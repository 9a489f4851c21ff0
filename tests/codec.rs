// tests/codec.rs

use std::collections::{BTreeMap, HashMap};

use proptest::prelude::*;
use serde::{Deserialize, Serialize};

use mom_pipe::{
    // ---
    decode,
    decode_payload,
    enable,
    encode,
    is_enabled,
    tag_of,
    PipeError,
};

#[derive(Debug, Clone, PartialEq, Serialize, Deserialize)]
struct Waypoint {
    label: String,
    position: (f64, f64),
    next: Option<Box<Waypoint>>,
}

#[derive(Debug, Clone, PartialEq, Serialize, Deserialize)]
struct Manifest {
    route: Vec<Waypoint>,
    weights: HashMap<String, u32>,
    note: Option<String>,
}

#[derive(Debug, PartialEq, Serialize, Deserialize)]
struct Ping {
    seq: u32,
}

#[derive(Debug, PartialEq, Serialize, Deserialize)]
struct Pong {
    seq: u32,
}

#[derive(Debug, PartialEq, Serialize, Deserialize)]
struct Measurement {
    value: f64,
}

#[derive(Debug, PartialEq, Serialize, Deserialize)]
struct Gauge {
    reading: Option<f64>,
}

#[derive(Debug, PartialEq, Serialize, Deserialize)]
struct Ledger {
    total: u128,
    delta: i128,
}

#[derive(Debug, Serialize, Deserialize)]
struct Unregistered {
    seq: u32,
}

fn manifest() -> Manifest {
    // ---
    let tail = Waypoint {
        label: "harbour".into(),
        position: (54.32, 10.14),
        next: None,
    };
    let head = Waypoint {
        label: "depot".into(),
        position: (53.55, 9.99),
        next: Some(Box::new(tail.clone())),
    };

    Manifest {
        route: vec![head, tail],
        weights: HashMap::from([("crate".to_string(), 12), ("pallet".to_string(), 480)]),
        note: None,
    }
}

#[test]
fn nested_shape_survives_the_envelope() {
    // ---
    enable::<Manifest>("codec.it.manifest").unwrap();

    let original = manifest();
    let bytes = encode(&original).unwrap();
    let back: Manifest = decode(&bytes).unwrap();

    assert_eq!(back, original);
    assert!(back.route[0].next.is_some());
    assert!(back.route[1].next.is_none());
}

#[test]
fn envelope_carries_tag_and_body() {
    // ---
    enable::<Ping>("codec.it.ping").unwrap();

    let bytes = encode(&Ping { seq: 3 }).unwrap();
    let json: serde_json::Value = serde_json::from_slice(&bytes).unwrap();

    assert_eq!(json["tag"], "codec.it.ping");
    assert_eq!(json["body"]["seq"], 3);
}

#[test]
fn payload_is_rebuilt_from_tag_alone() {
    // ---
    enable::<Pong>("codec.it.pong").unwrap();

    let bytes = encode(&Pong { seq: 9 }).unwrap();
    let payload = decode_payload(&bytes).unwrap();

    assert_eq!(payload.tag(), "codec.it.pong");
    assert!(payload.is::<Pong>());
    assert!(!payload.is::<Ping>());
    assert_eq!(payload.downcast_ref::<Pong>(), Some(&Pong { seq: 9 }));

    let pong: Pong = payload.into_inner().unwrap();
    assert_eq!(pong.seq, 9);
}

#[test]
fn enable_is_idempotent_and_rejects_conflicts() {
    // ---
    enable::<Vec<u16>>("codec.it.u16s").unwrap();
    enable::<Vec<u16>>("codec.it.u16s").unwrap();

    assert!(is_enabled::<Vec<u16>>());
    assert_eq!(tag_of::<Vec<u16>>().as_deref(), Some("codec.it.u16s"));

    let same_tag_other_type = enable::<Vec<i64>>("codec.it.u16s");
    assert!(matches!(same_tag_other_type, Err(PipeError::Encoding(_))));

    let same_type_other_tag = enable::<Vec<u16>>("codec.it.u16s.again");
    assert!(matches!(same_type_other_tag, Err(PipeError::Encoding(_))));
}

#[test]
fn unregistered_shape_cannot_be_encoded() {
    // ---
    assert!(!is_enabled::<Unregistered>());

    let result = encode(&Unregistered { seq: 1 });
    assert!(matches!(result, Err(PipeError::Encoding(_))));
}

#[test]
fn non_string_map_keys_fail_to_encode() {
    // ---
    enable::<BTreeMap<(u8, u8), u8>>("codec.it.grid").unwrap();

    let grid = BTreeMap::from([((0, 1), 7)]);
    assert!(matches!(encode(&grid), Err(PipeError::Encoding(_))));
}

#[test]
fn mismatched_and_malformed_input_fail_to_decode() {
    // ---
    enable::<Ping>("codec.it.ping").unwrap();
    enable::<Pong>("codec.it.pong").unwrap();

    let ping = encode(&Ping { seq: 1 }).unwrap();
    assert!(matches!(decode::<Pong>(&ping), Err(PipeError::Decoding(_))));

    assert!(matches!(
        decode_payload(b"not json"),
        Err(PipeError::Decoding(_))
    ));
    assert!(matches!(
        decode_payload(br#"{"tag":"codec.it.nobody","body":{}}"#),
        Err(PipeError::Decoding(_))
    ));
    assert!(matches!(
        decode::<Ping>(br#"{"tag":"codec.it.ping","body":{"seq":"one"}}"#),
        Err(PipeError::Decoding(_))
    ));
}

proptest! {
    #![proptest_config(ProptestConfig::with_cases(4096))]

    #[test]
    fn every_finite_f64_keeps_its_bits(bits in any::<u64>()) {
        // ---
        let value = f64::from_bits(bits);
        prop_assume!(value.is_finite());
        enable::<Measurement>("codec.it.measurement").unwrap();

        let bytes = encode(&Measurement { value }).unwrap();
        let back: Measurement = decode(&bytes).unwrap();

        prop_assert_eq!(back.value.to_bits(), value.to_bits());
    }
}

#[test]
fn extreme_floats_keep_their_bits() {
    // ---
    enable::<Measurement>("codec.it.measurement").unwrap();

    let values = [
        1.0715660391465826e-75,
        f64::MIN_POSITIVE,
        f64::from_bits(1),
        f64::MAX,
        f64::MIN,
        -0.0,
        0.1 + 0.2,
    ];

    for value in values {
        let bytes = encode(&Measurement { value }).unwrap();
        let back: Measurement = decode(&bytes).unwrap();
        assert_eq!(back.value.to_bits(), value.to_bits(), "{value:e}");
    }
}

#[test]
fn wide_integers_are_not_narrowed() {
    // ---
    enable::<Ledger>("codec.it.ledger").unwrap();

    let ledger = Ledger {
        total: u128::MAX,
        delta: i128::MIN,
    };
    let bytes = encode(&ledger).unwrap();

    assert_eq!(decode::<Ledger>(&bytes).unwrap(), ledger);
    let payload = decode_payload(&bytes).unwrap();
    assert_eq!(payload.downcast_ref::<Ledger>(), Some(&ledger));
}

#[test]
fn non_finite_floats_are_refused_at_encode() {
    // ---
    enable::<Gauge>("codec.it.gauge").unwrap();

    for reading in [f64::INFINITY, f64::NEG_INFINITY, f64::NAN] {
        let result = encode(&Gauge {
            reading: Some(reading),
        });
        assert!(matches!(result, Err(PipeError::Encoding(_))), "{reading}");
    }

    for gauge in [Gauge { reading: None }, Gauge { reading: Some(-3.25) }] {
        let bytes = encode(&gauge).unwrap();
        assert_eq!(decode::<Gauge>(&bytes).unwrap(), gauge);
    }
}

Directions: Sift through the material above and copy the lines that contain the word "tests".

Response:
filename tests/codec.rs
// tests/codec.rs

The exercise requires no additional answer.